I use Newport, R.I., as a demarcation line for typical woods used to build drawers and if you’re building reproduction furniture from Newport south (not Southern designs that use yellow pine as a secondary wood), you are probably using two hardwoods for your drawer parts; poplar as the sides, backs and bottoms with another primary hardwood as your drawer fronts. The two hardwoods traditionally dictate using a 7º slope.

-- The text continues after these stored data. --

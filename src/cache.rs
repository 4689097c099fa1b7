//! 크기 제한 LRU 캐시
//!
//! 교정 로직과 분리된 메모이제이션 저장소입니다. 값은 질의 문자열의 순수 함수로 취급하며
//! 무효화 없이 용량 초과 시 가장 오래 쓰이지 않은 항목만 밀어냅니다.

use std::collections::{BTreeMap, HashMap};
use std::hash::Hash;

use parking_lot::Mutex;

/// 단일 스레드용 LRU 캐시
#[derive(Debug)]
pub struct LruCache<K, V> {
    capacity: usize,
    entries: HashMap<K, (V, u64)>,
    /// 사용 시각 -> 키 (가장 작은 값이 가장 오래됨)
    recency: BTreeMap<u64, K>,
    tick: u64,
}

impl<K: Eq + Hash + Clone, V> LruCache<K, V> {
    pub fn new(capacity: usize) -> Self {
        Self {
            capacity,
            entries: HashMap::with_capacity(capacity.min(1024)),
            recency: BTreeMap::new(),
            tick: 0,
        }
    }

    fn next_tick(&mut self) -> u64 {
        self.tick += 1;
        self.tick
    }

    /// 조회 (최근 사용으로 갱신)
    pub fn get(&mut self, key: &K) -> Option<&V> {
        let tick = self.next_tick();
        let (_, used) = self.entries.get_mut(key)?;
        self.recency.remove(&*used);
        *used = tick;
        self.recency.insert(tick, key.clone());
        self.entries.get(key).map(|(v, _)| v)
    }

    /// 삽입, 용량 초과 시 가장 오래된 항목 제거
    pub fn insert(&mut self, key: K, value: V) {
        if self.capacity == 0 {
            return;
        }
        let tick = self.next_tick();
        if let Some((_, used)) = self.entries.remove(&key) {
            self.recency.remove(&used);
        } else if self.entries.len() >= self.capacity {
            if let Some((_, oldest)) = self.recency.pop_first() {
                self.entries.remove(&oldest);
            }
        }
        self.recency.insert(tick, key.clone());
        self.entries.insert(key, (value, tick));
    }

    pub fn contains(&self, key: &K) -> bool {
        self.entries.contains_key(key)
    }

    pub fn len(&self) -> usize {
        self.entries.len()
    }

    pub fn is_empty(&self) -> bool {
        self.entries.is_empty()
    }

    pub fn capacity(&self) -> usize {
        self.capacity
    }

    pub fn clear(&mut self) {
        self.entries.clear();
        self.recency.clear();
    }
}

/// 여러 스레드가 공유하는 LRU 캐시
#[derive(Debug)]
pub struct SharedCache<K, V> {
    inner: Mutex<LruCache<K, V>>,
}

impl<K: Eq + Hash + Clone, V: Clone> SharedCache<K, V> {
    pub fn new(capacity: usize) -> Self {
        Self {
            inner: Mutex::new(LruCache::new(capacity)),
        }
    }

    pub fn get(&self, key: &K) -> Option<V> {
        self.inner.lock().get(key).cloned()
    }

    pub fn insert(&self, key: K, value: V) {
        self.inner.lock().insert(key, value);
    }

    pub fn len(&self) -> usize {
        self.inner.lock().len()
    }

    pub fn is_empty(&self) -> bool {
        self.inner.lock().is_empty()
    }

    pub fn clear(&self) {
        self.inner.lock().clear();
    }
}
//! Shot resolution: shot class, fouls and free throws, blocks, makes and
//! assist attribution.

use super::possession::PossessionOutcome;
use super::{GameEngine, Side};
use crate::engine::probability;
use crate::engine::tuning::{ratings, FOUL_LIMIT};

impl GameEngine {
    pub(crate) fn resolve_shot(
        &mut self,
        offense: Side,
        focal_slot: usize,
        off_five: [usize; 5],
        def_five: [usize; 5],
    ) -> PossessionOutcome {
        let defense = offense.other();
        let shooter_idx = off_five[focal_slot];
        let shooter = self.attrs(offense, shooter_idx);

        let is_three = {
            let share = probability::three_point_share(&shooter, self.tuning());
            self.chance(share)
        };

        // The positional matchup contests the shot; team defense helps.
        let defender_idx = def_five[focal_slot];
        let defender = self.attrs(defense, defender_idx);
        let def_attrs = self.five_attrs(defense, &def_five);
        let team_defense = probability::team_defense(&def_attrs.iter().collect::<Vec<_>>());

        // Shooting foul before the release: free-throw trip, no attempt
        // charged.
        let foul_p = probability::foul_probability(&defender, is_three, self.tuning());
        if self.chance(foul_p) {
            self.charge_foul(defense, defender_idx);
            let trips = if is_three { 3 } else { 2 };
            let made = self.shoot_free_throws(offense, shooter_idx, trips);
            return PossessionOutcome::scored(made);
        }

        {
            let line = self.line_mut(offense, shooter_idx);
            line.field_goals_attempted += 1;
            if is_three {
                line.three_points_attempted += 1;
            }
        }

        let block_p = probability::block_probability(&defender, is_three, self.tuning());
        if self.chance(block_p) {
            self.line_mut(defense, defender_idx).blocks += 1;
            return self.resolve_rebound(offense);
        }

        let contest = probability::contest_strength(&defender, team_defense);
        let modifiers = *self.modifiers(offense);
        let make_p = probability::shot_make_probability(
            &shooter,
            contest,
            is_three,
            modifiers.shooting_mult,
            modifiers.three_point_mult,
            self.tuning(),
        );
        if self.chance(make_p) {
            let points: u16 = if is_three { 3 } else { 2 };
            {
                let line = self.line_mut(offense, shooter_idx);
                line.field_goals_made += 1;
                if is_three {
                    line.three_points_made += 1;
                }
            }
            self.add_points(offense, shooter_idx, points);
            self.maybe_credit_assist(offense, focal_slot, &off_five);
            return PossessionOutcome::scored(points);
        }

        self.resolve_rebound(offense)
    }

    /// A trip to the line. The ball goes back to the defense afterwards;
    /// the engine does not model a live rebound off the final attempt.
    fn shoot_free_throws(&mut self, offense: Side, shooter_idx: usize, trips: u16) -> u16 {
        let shooter = self.attrs(offense, shooter_idx);
        let ft_p = probability::free_throw_probability(
            &shooter,
            self.modifiers(offense).free_throw_mult,
            self.tuning(),
        );
        let mut made = 0u16;
        for _ in 0..trips {
            self.line_mut(offense, shooter_idx).free_throws_attempted += 1;
            if self.chance(ft_p) {
                self.line_mut(offense, shooter_idx).free_throws_made += 1;
                self.add_points(offense, shooter_idx, 1);
                made += 1;
            }
        }
        made
    }

    /// Personal foul bookkeeping; the sixth rules the player out and the
    /// rotation refills the slot immediately.
    pub(crate) fn charge_foul(&mut self, side: Side, roster_idx: usize) {
        let fouls = {
            let line = self.line_mut(side, roster_idx);
            line.fouls += 1;
            line.fouls
        };
        if fouls >= FOUL_LIMIT {
            log::debug!("{} fouled out", self.player_name(side, roster_idx));
            self.schedule_mut(side).rule_out(roster_idx);
        }
    }

    /// Made baskets often come off a pass; credit a passing-weighted
    /// teammate, never the scorer.
    fn maybe_credit_assist(&mut self, offense: Side, scorer_slot: usize, five: &[usize; 5]) {
        let assist_rate = self.tuning().assist_rate;
        if !self.chance(assist_rate) {
            return;
        }
        let weights: Vec<f32> = five
            .iter()
            .enumerate()
            .map(|(slot, &idx)| {
                if slot == scorer_slot {
                    return 0.0;
                }
                let attrs = self.attrs(offense, idx);
                0.1 + ratings::normalize(attrs.passing)
            })
            .collect();
        let assister_slot = self.weighted_pick(&weights);
        if assister_slot != scorer_slot {
            self.line_mut(offense, five[assister_slot]).assists += 1;
        }
    }
}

But, what about us poor souls building drawers based on New England designs? Designs built north of Newport, R.I., where drawers use hardwood for the fronts and softwood, namely pine, as other drawer parts. What angle should we choose for our dovetails: 7º that matches the use of hardwood, or 9º used for softwoods? What a conundrum. Additionally, we have the development of the dovetail jigs that suggest (there’s that word again) we use a 14º-dovetail router bit to make the tails and a straight bit to cut the pins. I can say I like the slope of these dovetails much better. Aesthetically, these are more pleasing to my eye. And that’s what I think should drive your dovetail angles – aesthetics.  Don’t accept the traditional ratios. I’ll bet a study of furniture and drawer construction from the 1700s through today would turn up many different dovetail angles. Of course, I’ve used the 7º, 9º and 14º angles during the period I used dovetail jigs to cut my joints. I’ll bet when I switched over to hand-cutting dovetails I used a few angles in between as well – as a beginner, it’s nearly impossible to stay on the layout lines. I know of no joint failures and not once have I seen the angles break or shear along the slope of the tail (something preached if the slope grows well beyond the traditional ratios).
The Angle I Use
So, where am I today with this dovetail angle question? I use a 12º angle. Why 12º, you may ask? Here’s my reasoning. I certainly wasn’t going to switch angles depending on the application (too much wasted time) and I wanted an angle that fit somewhere in the middle of the established slopes. And how many places does the number 12 show up in our world? We have 12 months in a year. Two sets of 12 hours in a day. Most people know that a dozen of anything is 12. And to bring it in line with woodworking, if you’re fitting a raised panel into a 1/4" groove and the panel needs to be the full width of the groove as it rests tight to the bottom of the groove (a snug fit so the panels don’t rattle), you need to set a 12º-angle cut for the panels.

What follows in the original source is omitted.